With a passion for quantitative research methods and health survey spatial data analysis, Jamal is a confident user of the menu-driven (SPSS, Stata) and programme-based (e.g., R) statistical packages. He specializes in multilevel modelling and longitudinal data analysis, applying these techniques to advance medical and social science research. Jamal's proficiency in statistical and machine learning methods has led to the application of these techniques in healthcare and social science, contributing to improved data-driven decision-making processes.
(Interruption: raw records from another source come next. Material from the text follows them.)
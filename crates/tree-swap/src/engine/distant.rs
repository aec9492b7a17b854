use crate::links::Links;

use super::set_parent_nullable;

/// Swaps two nodes where neither is an ancestor of the other.
///
/// `node1_parent` and `node2_parent` must be the nodes' actual parents
/// (`None` for the root). After the call each node holds the other's former
/// parent, left child and right child; nothing else moves.
///
/// Callback order:
/// 1. `rewire_node1_parent(links, node2)`, then
///    `rewire_node2_parent(links, node1)`, each exactly once. They must write
///    the new occupant into the slot (or caller's root) that held `node1`
///    and `node2` respectively. When both nodes share a parent the two
///    callbacks write that parent's two different slots, so the slot has to
///    be decided by the caller beforehand, not by searching the parent for
///    the old occupant.
/// 2. `set_parent(node1, node2_parent)`, `set_parent(node2, node1_parent)`.
/// 3. Left children are exchanged and each present one is reparented.
/// 4. Right children, likewise.
///
/// The left/right labeling only has to be consistent between both nodes; the
/// result is the same with the two exchanged.
///
/// A direct parent/child pair must go through
/// [`swap_adjacent`](super::swap_adjacent) instead; this function would link
/// the pair to itself.
pub fn swap_distant<L, F1, F2>(
    links: &mut L,
    node1: L::Id,
    node2: L::Id,
    node1_parent: Option<L::Id>,
    node2_parent: Option<L::Id>,
    rewire_node1_parent: F1,
    rewire_node2_parent: F2,
) where
    L: Links + ?Sized,
    F1: FnOnce(&mut L, L::Id),
    F2: FnOnce(&mut L, L::Id),
{
    rewire_node1_parent(links, node2);
    rewire_node2_parent(links, node1);
    links.set_parent(node1, node2_parent);
    links.set_parent(node2, node1_parent);

    let left1 = links.left(node1);
    let left2 = links.left(node2);
    links.set_left(node1, left2);
    links.set_left(node2, left1);
    set_parent_nullable(links, left1, node2);
    set_parent_nullable(links, left2, node1);

    let right1 = links.right(node1);
    let right2 = links.right(node2);
    links.set_right(node1, right2);
    links.set_right(node2, right1);
    set_parent_nullable(links, right1, node2);
    set_parent_nullable(links, right2, node1);
}
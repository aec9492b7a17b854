//! Link traits for arena-backed nodes.
//!
//! - [`Node`]: primary tree links (`p` / `l` / `r`).
//! - [`Node2`]: secondary tree links (`p2` / `l2` / `r2`), for nodes that sit
//!   in two trees at once.
//!
//! Each "pointer" is an `Option<u32>` index into a caller-owned slice of
//! nodes. The engine reaches these through the [`Links`](crate::Links)
//! bindings in [`crate::links`].

/// Primary tree links (`p`, `l`, `r`).
///
/// Implementing this on an arena node type is enough to hand `[N]` or
/// `Vec<N>` to the swap engine, [`swap`](crate::util::swap()) and the link
/// audits; `Links::Id` is the node's index in the arena.
///
/// ```
/// use tree_swap::{check_links, swap, Node};
///
/// #[derive(Clone, Default)]
/// struct Chunk {
///     p: Option<u32>,
///     l: Option<u32>,
///     r: Option<u32>,
/// }
///
/// impl Node for Chunk {
///     fn p(&self) -> Option<u32> { self.p }
///     fn l(&self) -> Option<u32> { self.l }
///     fn r(&self) -> Option<u32> { self.r }
///     fn set_p(&mut self, v: Option<u32>) { self.p = v; }
///     fn set_l(&mut self, v: Option<u32>) { self.l = v; }
///     fn set_r(&mut self, v: Option<u32>) { self.r = v; }
/// }
///
/// let mut arena = vec![Chunk::default(); 2];
/// arena[0].l = Some(1);
/// arena[1].p = Some(0);
///
/// let root = swap(&mut arena, 0, 0, 1);
/// assert_eq!(root, 1);
/// assert_eq!(arena[1].l, Some(0));
/// assert_eq!(check_links(&arena, Some(root)), Ok(2));
/// ```
pub trait Node {
    fn p(&self) -> Option<u32>;
    fn l(&self) -> Option<u32>;
    fn r(&self) -> Option<u32>;
    fn set_p(&mut self, v: Option<u32>);
    fn set_l(&mut self, v: Option<u32>);
    fn set_r(&mut self, v: Option<u32>);
}

/// Secondary tree links (`p2`, `l2`, `r2`).
///
/// For nodes indexed by two trees at once. Swaps go through
/// [`IdTreeLinks`](crate::IdTreeLinks), which rewrites only these links and
/// leaves the [`Node`] links of the same nodes untouched.
pub trait Node2 {
    fn p2(&self) -> Option<u32>;
    fn l2(&self) -> Option<u32>;
    fn r2(&self) -> Option<u32>;
    fn set_p2(&mut self, v: Option<u32>);
    fn set_l2(&mut self, v: Option<u32>);
    fn set_r2(&mut self, v: Option<u32>);
}

/// Child slot of a node.
///
/// In an adjacent swap the direction of the `parent -> child` edge is the
/// *forward* direction; the other slot is the *opposite* one.
#[derive(Clone, Copy, Debug, PartialEq, Eq, Hash)]
pub enum Direction {
    Left,
    Right,
}

impl Direction {
    #[inline]
    pub fn opposite(self) -> Self {
        match self {
            Direction::Left => Direction::Right,
            Direction::Right => Direction::Left,
        }
    }
}
//! Position swaps for intrusive binary trees.
//!
//! - `adjacent.rs`: [`swap_adjacent`], a parent and its direct child.
//! - `distant.rs`: [`swap_distant`], two nodes with no ancestor relation.
//!
//! Both functions only rewire links. They do not know the tree's root, its
//! balancing scheme or its payload, and they do not verify topology: the
//! caller decides which variant applies and supplies the real parents. The
//! slot that holds the moving node in its parent (or the caller's root
//! pointer) is rewritten through an `FnOnce` callback, so it runs exactly
//! once per swap and is the place to update slot-dependent metadata.

mod adjacent;
mod distant;

pub use adjacent::swap_adjacent;
pub use distant::swap_distant;

use crate::links::Links;

/// Points `node`'s parent link at `parent` if `node` is present.
#[inline]
pub(crate) fn set_parent_nullable<L>(links: &mut L, node: Option<L::Id>, parent: L::Id)
where
    L: Links + ?Sized,
{
    if let Some(node) = node {
        links.set_parent(node, Some(parent));
    }
}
Prior to his current position, Jamal served in various roles, including as a Post-Graduate Teaching Assistant (PGTA), Research Fellow, and Lecturer/Assistant Professor in Applied Statistics at universities in the UK and abroad. He has taught courses such as Quantitative Research Methods, Applied Regression Analysis, Generalised Linear Models, and Analysis of Multilevel & Longitudinal Data to both undergraduate and postgraduate students from diverse backgrounds.
With a focus on interdisciplinary research, Jamal continues to explore innovative approaches in statistical analysis, ensuring that his work contributes significantly to the fields of Applied Health Statistics and beyond.